The Passionfruit and the Crescent Moon

“Moon” is both a noun from nature, and a verb of desire. I think of “to moon,” or “to dream about,” and I imagine languishing nude upon a divan of royal purple and mustard velvet, or idling in a clawfoot tub of rapidly cooling water, with the background switching in and out like a theatrical scenery: a starless grove during the witching hour, a road in the Midwest leading to a a fried chicken joint ensconced in a strip mall, the surface of Earth’s satellite. There isn’t much in the way of this dark, existential beauty in my younger brother’s room, where I sit alone now in the same clothes I’ve been wearing for four continuous days, but my mind finds it easy — perhaps dangerously so — to descend into the escapism of other times, spaces, and emotions.
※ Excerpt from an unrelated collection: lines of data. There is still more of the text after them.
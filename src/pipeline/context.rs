//! Pipeline context management.
//!
//! Provides batch context for logging and state tracking.

use chrono::{DateTime, Utc};
use uuid::Uuid;

use crate::logging::structured::LogContext;

/// Context for one ingestion call.
#[derive(Debug, Clone)]
pub struct BatchContext {
    pub batch_id: String,
    pub channel_id: String,
    pub received_at: DateTime<Utc>,
}

impl BatchContext {
    pub fn new(channel_id: &str, received_at: DateTime<Utc>) -> Self {
        let batch_id = format!("batch-{}", &Uuid::new_v4().simple().to_string()[..8]);

        Self {
            batch_id,
            channel_id: channel_id.to_string(),
            received_at,
        }
    }

    pub fn log_context(&self) -> LogContext {
        LogContext::new(&self.batch_id).with_channel(&self.channel_id)
    }
}

#[cfg(test)]
mod tests {
    use super::*;

    #[test]
    fn test_batch_ids_are_short_and_distinct() {
        let now = Utc::now();
        let a = BatchContext::new("c1", now);
        let b = BatchContext::new("c1", now);

        assert!(a.batch_id.starts_with("batch-"));
        assert_eq!(a.batch_id.len(), "batch-".len() + 8);
        assert_ne!(a.batch_id, b.batch_id);
        assert_eq!(
            a.log_context().to_string(),
            format!("[batch={}] [channel=c1]", a.batch_id)
        );
    }
}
I fling an arm out from the divan, the bath, and prop myself up, both legs swinging over and out. I’m naked in the New Delhi airport, at one in the morning. (Here, bodily nudity is a visual metaphor for vulnerability of the heart.) The Scorpio and I sit surrounded by our banged-up luggage, expansive ceilings framed by frosted glass, and hour-by-hour fluctuations in world currencies, labeled in cerulean and orange neon. I confess to him that I am possessed by the urge to hurt people that I know care for me to test the limits of their love; exhausted, but understanding, he reacts with companionable silence. With him I feel the level of kinship shared between all passionate signs who pursue validation and fear rejection.

There’s an eternal pull in the air, in the desultory conversation, which I recognize as the narcotics of intimacy, and which the Scorpio later describes as “universal love.” He threads an arm around my shoulders. We discuss future meetings with the detached assurance of two people who will never see each other again. There’s a dusty, voluptuous softness to his eyebrows and eyelashes, a sensuality that reminds me of smudging and warming dark oil pastel between my fingers. This is not a romantic attachment, I promise, but, truthfully, it has all its traps, shadows, and addictions.